Mais d’abord, je veux répondre à une question que beaucoup parmi vous m’ont posée : quelle est la grande différence entre BAnQ et BAC ?
Je pourrais répondre, à la façon de Sacha Guitry, que les deux institutions sont aussi différentes que peuvent l’être la vie nocturne de Montréal et celle d’Ottawa. Mais ce ne serait pas à l’avantage de Montréal, parce qu’à Ottawa les nuits sont plus chaudes qu’à Montréal. En moyenne 0,2 degré Celsius plus chaudes selon les statistiques.
Trêve de plaisanteries. Je ne suis pas amateur du jeu des sept différences. Et fondamentalement, les deux institutions sont soumises aux mêmes défis et aux mêmes enjeux que toutes les bibliothèques nationales et les archives nationales du monde. Des défis et des enjeux qui tiennent en trois mots et que vous connaissez bien : acquisition, conservation, diffusion.
Cela étant dit, la première chose qui me vient à l’esprit quand je compare BAC à BAnQ, c’est l’absence de bibliothèque publique de la dimension de la Grande Bibliothèque. Cela ne signifie pas que BAC n’a pas de rôle à jouer auprès du grand public. Notre rôle de bibliothèque nationale est d’être gardiens du dépôt légal des quelque 45000 publications qui paraissent chaque année au Canada en d’en garantir l’accès pour tous. De plus, notre loi constitutive confie à Bibliothèque et Archives Canada la mission de contribuer à la littératie et à l’épanouissement culturel des Canadiens.

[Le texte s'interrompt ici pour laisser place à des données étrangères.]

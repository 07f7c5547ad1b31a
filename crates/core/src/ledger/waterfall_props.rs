//! Property-based tests for waterfall payment allocation.
//!
//! Covered properties:
//! - Conservation: every rupee of a payment is allocated or left as credit
//! - Ordering: allocations fill the oldest outstanding months first
//! - Bounds: no allocation exceeds the balance of its month

use proptest::prelude::*;
use rust_decimal::Decimal;
use shulka_shared::types::{FeeMonth, ObligationId};

use super::service::LedgerService;
use super::types::ObligationSnapshot;

/// Strategy to generate a starting fee month.
fn start_month() -> impl Strategy<Value = FeeMonth> {
    (2020u16..=2030, 1u8..=12).prop_map(|(year, month)| FeeMonth::new(year, month).unwrap())
}

/// Strategy to generate expected amounts (0.00 to 10,000.00).
fn expected_amount() -> impl Strategy<Value = Decimal> {
    (0i64..1_000_000i64).prop_map(|paise| Decimal::new(paise, 2))
}

/// Strategy to generate positive payment amounts (0.01 to 50,000.00).
fn payment_amount() -> impl Strategy<Value = Decimal> {
    (1i64..5_000_000i64).prop_map(|paise| Decimal::new(paise, 2))
}

/// Strategy to generate a run of consecutive monthly obligations.
///
/// Paid amounts may exceed expected amounts; a shrunken fee adjustment
/// leaves exactly that state behind, and the planner must cope with it.
fn obligation_ledger() -> impl Strategy<Value = Vec<ObligationSnapshot>> {
    (
        start_month(),
        prop::collection::vec((expected_amount(), 0i64..1_200_000i64), 1..=18),
    )
        .prop_map(|(first, rows)| {
            let horizon = FeeMonth::new(9999, 12).unwrap();
            first
                .through(horizon)
                .zip(rows)
                .map(|(month, (expected, paid_paise))| ObligationSnapshot {
                    id: ObligationId::new(),
                    month,
                    expected_amount: expected,
                    paid_amount: Decimal::new(paid_paise, 2),
                })
                .collect()
        })
}

proptest! {
    #![proptest_config(ProptestConfig::with_cases(100))]

    // =========================================================================
    // Conservation
    // =========================================================================

    /// *For any* ledger and positive payment, the allocated total plus the
    /// unallocated remainder SHALL equal the payment amount exactly.
    #[test]
    fn prop_payment_is_conserved(
        obligations in obligation_ledger(),
        amount in payment_amount(),
    ) {
        let plan = LedgerService::plan_payment(&obligations, amount).unwrap();

        prop_assert_eq!(plan.amount, amount);
        prop_assert_eq!(plan.allocated() + plan.unallocated, amount);
        prop_assert!(plan.unallocated >= Decimal::ZERO);
    }

    /// *For any* plan, every allocation SHALL be positive and SHALL NOT
    /// exceed the outstanding balance of its month.
    #[test]
    fn prop_allocations_stay_within_balances(
        obligations in obligation_ledger(),
        amount in payment_amount(),
    ) {
        let plan = LedgerService::plan_payment(&obligations, amount).unwrap();

        for allocation in &plan.allocations {
            let target = obligations
                .iter()
                .find(|o| o.id == allocation.obligation_id)
                .unwrap();
            let balance = (target.expected_amount - target.paid_amount).max(Decimal::ZERO);

            prop_assert!(allocation.amount > Decimal::ZERO);
            prop_assert!(allocation.amount <= balance);
        }
    }

    /// *For any* plan with an unallocated remainder, every month SHALL be
    /// fully covered; credit only arises once nothing is outstanding.
    #[test]
    fn prop_credit_implies_everything_cleared(
        obligations in obligation_ledger(),
        amount in payment_amount(),
    ) {
        let plan = LedgerService::plan_payment(&obligations, amount).unwrap();

        if plan.unallocated > Decimal::ZERO {
            let allocated_per_month = |id| {
                plan.allocations
                    .iter()
                    .filter(|a| a.obligation_id == id)
                    .map(|a| a.amount)
                    .sum::<Decimal>()
            };
            for obligation in &obligations {
                let covered = obligation.paid_amount + allocated_per_month(obligation.id);
                prop_assert!(covered >= obligation.expected_amount);
            }
        }
    }

    // =========================================================================
    // Ordering
    // =========================================================================

    /// *For any* plan, allocations SHALL land on strictly ascending months,
    /// and every outstanding month older than an allocated month SHALL be
    /// fully cleared by the plan.
    #[test]
    fn prop_oldest_months_fill_first(
        obligations in obligation_ledger(),
        amount in payment_amount(),
    ) {
        let plan = LedgerService::plan_payment(&obligations, amount).unwrap();

        for pair in plan.allocations.windows(2) {
            prop_assert!(pair[0].month < pair[1].month);
        }

        // All allocations but the last clear their month completely.
        for allocation in plan.allocations.iter().rev().skip(1) {
            let target = obligations
                .iter()
                .find(|o| o.id == allocation.obligation_id)
                .unwrap();
            let balance = (target.expected_amount - target.paid_amount).max(Decimal::ZERO);
            prop_assert_eq!(allocation.amount, balance);
        }

        if let Some(first_allocated) = plan.allocations.first() {
            for obligation in &obligations {
                let balance =
                    (obligation.expected_amount - obligation.paid_amount).max(Decimal::ZERO);
                if balance > Decimal::ZERO && obligation.month < first_allocated.month {
                    prop_assert!(
                        false,
                        "older outstanding month {} skipped",
                        obligation.month
                    );
                }
            }
        }
    }

    // =========================================================================
    // Validation
    // =========================================================================

    /// *For any* non-positive amount, planning SHALL be rejected before any
    /// allocation is attempted.
    #[test]
    fn prop_non_positive_amounts_rejected(
        obligations in obligation_ledger(),
        paise in -1_000_000i64..=0i64,
    ) {
        let amount = Decimal::new(paise, 2);
        let result = LedgerService::plan_payment(&obligations, amount);

        prop_assert!(result.is_err());
    }
}
//! Database migration runner for Shulka.
//!
//! Usage:
//!   migrator up      - Run all pending migrations
//!   migrator down    - Rollback last migration
//!   migrator status  - Show migration status
//!   migrator fresh   - Drop all tables and re-run migrations

use sea_orm_migration::prelude::*;
use shulka_db::migration::Migrator;

#[tokio::main]
async fn main() {
    // Load .env file if present
    dotenvy::dotenv().ok();

    // Run the migrator CLI (it sets up its own tracing)
    cli::run_cli(Migrator).await;
}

Ceux qui me connaissent un peu savent l’amour et le profond respect que je voue aux livres. On n’étudie pas l’antiquité grecque, sans aimer les textes, les vieux comme les plus récents. Dans le respect de notre mandat, j’aimerais que BAC s’associe de plus près au monde de l’édition et du livre en général, comme nous le faisons déjà en gérant le club de lecture d’été TD.
Outre la différence provenant de l’absence de bibliothèque publique dans notre portefeuille, ce qui m’a encore plus frappé lors de mon entrée en fonction, c’est la diversité et la richesse inattendue des collections de BAC.
Parlons d’abord de volume :
- 20 millions de livres, qui pèsent au total ce que pèsent 442,5 baleines bleues
- 250 kilomètres linéaires d’archives, la distance qui sépare Ottawa de Mont-Saint-Hilaire ! Et comme nous acquérons chaque année l’équivalent de 2 kilomètres d’archives gouvernementales et quelques centaines de mètres de fonds privés, on devrait arriver au Madrid d’ici 2040 !
- 3 millions de cartes
- 30 millions de photos, une par habitant du Canada, ou presque.
- 550 000 heures d’enregistrement audio et vidéo, de quoi meubler votre temps d’écoute, 24 heures sur 24, pendant 63 ans !
- Les archives complètes des timbres émis par Postes Canada depuis sa création.
- La plus grande collection de médailles au Canada, comportant plus de 14000 objets
Et enfin, peut-être le trésor le moins connu de nos collections, 425 000 œuvres d’art, dont la plus importante collection d’art canadien au monde.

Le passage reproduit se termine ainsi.